Marasmo que desestimula a autocrítica
Falta de tradução prejudica também reflexão sobre brasileiros; para editores, problema ocorre em todos países
Lembrando o impacto das traduções pioneiras feitas nos anos 1960 e 1970, a crítica Flora Süssekind argumenta que é preciso analisar a história da literatura brasileira para compreender as consequências de um ambiente literário onde a poesia de outros países tem uma presença tão tímida. “A possibilidade de contar com o Mallarmé do Lance de dados, com a poesia de Cummings, de Maiakovski, isso foi determinante para que se repensasse o poema, a própria dicção, para que, aqui, um grau de exigência altíssimo se impusesse, inclusive para quem buscasse outras referências”, avalia.
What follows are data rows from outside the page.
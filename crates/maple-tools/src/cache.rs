//! Time-boxed response cache in front of the network.

use std::collections::HashMap;
use std::sync::Mutex;
use std::time::Duration;

use tokio::time::Instant;

/// Entries are swept for expiry once the map grows past this.
const SWEEP_THRESHOLD: usize = 100;

struct CacheEntry {
    value: String,
    expires_at: Instant,
}

/// Successful response bodies keyed by operation and input.
pub struct ResponseCache {
    ttl: Duration,
    entries: Mutex<HashMap<String, CacheEntry>>,
}

impl ResponseCache {
    pub fn new(ttl: Duration) -> Self {
        Self {
            ttl,
            entries: Mutex::new(HashMap::new()),
        }
    }

    pub fn is_enabled(&self) -> bool {
        !self.ttl.is_zero()
    }

    pub fn get(&self, key: &str) -> Option<String> {
        let entries = self.entries.lock().ok()?;
        let entry = entries.get(key)?;
        (Instant::now() < entry.expires_at).then(|| entry.value.clone())
    }

    pub fn insert(&self, key: String, value: String) {
        if !self.is_enabled() {
            return;
        }
        if let Ok(mut entries) = self.entries.lock() {
            let now = Instant::now();
            if entries.len() > SWEEP_THRESHOLD {
                entries.retain(|_, e| e.expires_at > now);
            }
            entries.insert(
                key,
                CacheEntry {
                    value,
                    expires_at: now + self.ttl,
                },
            );
        }
    }

    pub fn len(&self) -> usize {
        self.entries.lock().map(|e| e.len()).unwrap_or(0)
    }

    pub fn is_empty(&self) -> bool {
        self.len() == 0
    }
}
Responsável pelo catálogo de poesia brasileira contemporânea da Companhia das Letras, a tradutora e editora Heloisa Jahn cuida dos livros de alguns dos principais poetas nacionais — como Armando Freitas Filho, Francisco Alvim e Paulo Henriques Britto, entre outros. Poesia estrangeira é artigo raro no mundo inteiro, ela afirma, mas reclama que as editoras não busquem “outros parâmetros” além da lógica do mercado para guiar sua política de publicação na área. O poeta Paulo Henriques Britto é mais pragmático em seu comentário. “Há poucas traduções de poesia porque há poucos leitores de poesia”.